Task directions :: Go over the data and copy out each line with "quality" in it.

Source data ::
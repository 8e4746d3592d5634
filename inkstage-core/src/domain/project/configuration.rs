// src/domain/project/configuration.rs

use crate::domain::quality::QualityRuleSet;
use serde::{Deserialize, Serialize};
use std::collections::{BTreeMap, HashSet};
use validator::{Validate, ValidationError};

#[derive(Debug, Deserialize, Serialize, Clone, Validate)]
#[validate(schema(function = "validate_pipeline"))]
pub struct PipelineConfig {
    pub name: String,
    #[serde(default = "default_version")]
    pub version: String,

    /// DuckDB database file, relative to the project directory, or `:memory:`.
    #[serde(default = "default_database")]
    pub database: String,

    #[serde(rename = "target-path", default = "default_target_path")]
    pub target_path: String,

    #[serde(rename = "config-paths", default)]
    pub config_paths: Vec<String>,

    #[validate(nested)]
    #[serde(default)]
    pub pool: PoolConfig,

    #[validate(nested)]
    #[serde(default)]
    pub etl: EtlConfig,

    #[serde(default)]
    pub sources: Vec<SourceConfig>,

    #[serde(default)]
    pub quality: BTreeMap<String, QualityRuleSet>,
}

/// Session pool sizing. `threaded: false` serializes all leases.
#[derive(Debug, Deserialize, Serialize, Clone, Validate, PartialEq)]
#[validate(schema(function = "validate_pool_bounds"))]
pub struct PoolConfig {
    #[validate(range(min = 1))]
    #[serde(default = "default_pool_min")]
    pub min: usize,
    #[serde(default = "default_pool_max")]
    pub max: usize,
    #[validate(range(min = 1))]
    #[serde(default = "default_pool_increment")]
    pub increment: usize,
    #[serde(default = "default_encoding")]
    pub encoding: String,
    #[serde(default = "default_true")]
    pub threaded: bool,
}

impl Default for PoolConfig {
    fn default() -> Self {
        Self {
            min: default_pool_min(),
            max: default_pool_max(),
            increment: default_pool_increment(),
            encoding: default_encoding(),
            threaded: true,
        }
    }
}

impl PoolConfig {
    /// Upper bound on simultaneous leases.
    pub fn capacity(&self) -> usize {
        if self.threaded { self.max } else { 1 }
    }
}

#[derive(Debug, Deserialize, Serialize, Clone, Validate, PartialEq)]
pub struct EtlConfig {
    /// Total attempts (first try included) for query, DML and acquisition.
    #[validate(range(min = 1))]
    #[serde(default = "default_max_retries")]
    pub max_retries: u32,
    #[validate(range(min = 0.0))]
    #[serde(default = "default_retry_delay")]
    pub retry_delay_seconds: f64,
    #[validate(range(min = 1))]
    #[serde(default = "default_commit_interval")]
    pub commit_interval: usize,
    #[serde(default = "default_date_formats")]
    pub date_formats: Vec<String>,
    /// Automatic restarts of a load that failed on a transient error (0 = off).
    #[serde(default)]
    pub resume_attempts: u32,
}

impl Default for EtlConfig {
    fn default() -> Self {
        Self {
            max_retries: default_max_retries(),
            retry_delay_seconds: default_retry_delay(),
            commit_interval: default_commit_interval(),
            date_formats: default_date_formats(),
            resume_attempts: 0,
        }
    }
}

#[derive(Debug, Deserialize, Serialize, Clone, PartialEq)]
pub struct SourceConfig {
    pub name: String,
    /// Flat file path, relative to the project directory.
    pub path: String,
    pub target: TargetConfig,
}

#[derive(Debug, Deserialize, Serialize, Clone, PartialEq)]
pub struct TargetConfig {
    pub table: String,
    /// Explicit insert column order. Defaults to the file's column order.
    #[serde(default, skip_serializing_if = "Option::is_none")]
    pub columns: Option<Vec<String>>,
    #[serde(default)]
    pub create_if_missing: bool,
}

impl PipelineConfig {
    pub fn source(&self, name: &str) -> Option<&SourceConfig> {
        self.sources.iter().find(|s| s.name == name)
    }
}

fn validate_pool_bounds(pool: &PoolConfig) -> Result<(), ValidationError> {
    if pool.max < pool.min {
        let mut err = ValidationError::new("pool_bounds");
        err.message = Some(
            format!(
                "pool.max ({}) must be greater than or equal to pool.min ({})",
                pool.max, pool.min
            )
            .into(),
        );
        return Err(err);
    }
    Ok(())
}

fn validate_pipeline(config: &PipelineConfig) -> Result<(), ValidationError> {
    let mut names = HashSet::new();
    let mut tables = HashSet::new();
    for source in &config.sources {
        if !names.insert(source.name.as_str()) {
            let mut err = ValidationError::new("duplicate_source");
            err.message = Some(format!("source '{}' is declared twice", source.name).into());
            return Err(err);
        }
        // One staging target maps to exactly one source batch kind.
        if !tables.insert(source.target.table.to_lowercase()) {
            let mut err = ValidationError::new("shared_target");
            err.message = Some(
                format!(
                    "table '{}' is the target of more than one source",
                    source.target.table
                )
                .into(),
            );
            return Err(err);
        }
    }

    for (source, rules) in &config.quality {
        let bad = rules.invalid_ranges();
        if !bad.is_empty() {
            let mut err = ValidationError::new("range_bounds");
            err.message = Some(
                format!(
                    "quality.{}: inverted range for {}",
                    source,
                    bad.join(", ")
                )
                .into(),
            );
            return Err(err);
        }
    }
    Ok(())
}

fn default_version() -> String {
    "0.1.0".to_string()
}
fn default_database() -> String {
    "inkstage.duckdb".to_string()
}
fn default_target_path() -> String {
    "target".to_string()
}
fn default_pool_min() -> usize {
    2
}
fn default_pool_max() -> usize {
    5
}
fn default_pool_increment() -> usize {
    1
}
fn default_encoding() -> String {
    "UTF-8".to_string()
}
fn default_true() -> bool {
    true
}
fn default_max_retries() -> u32 {
    3
}
fn default_retry_delay() -> f64 {
    5.0
}
fn default_commit_interval() -> usize {
    1000
}
fn default_date_formats() -> Vec<String> {
    ["%Y-%m-%d", "%d/%m/%Y", "%m/%d/%Y", "%Y/%m/%d", "%d-%m-%Y"]
        .iter()
        .map(|s| s.to_string())
        .collect()
}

Written answer ::
use crate::domain::quality::QualityRuleSet;
    pub quality: BTreeMap<String, QualityRuleSet>,
    for (source, rules) in &config.quality {
                    "quality.{}: inverted range for {}",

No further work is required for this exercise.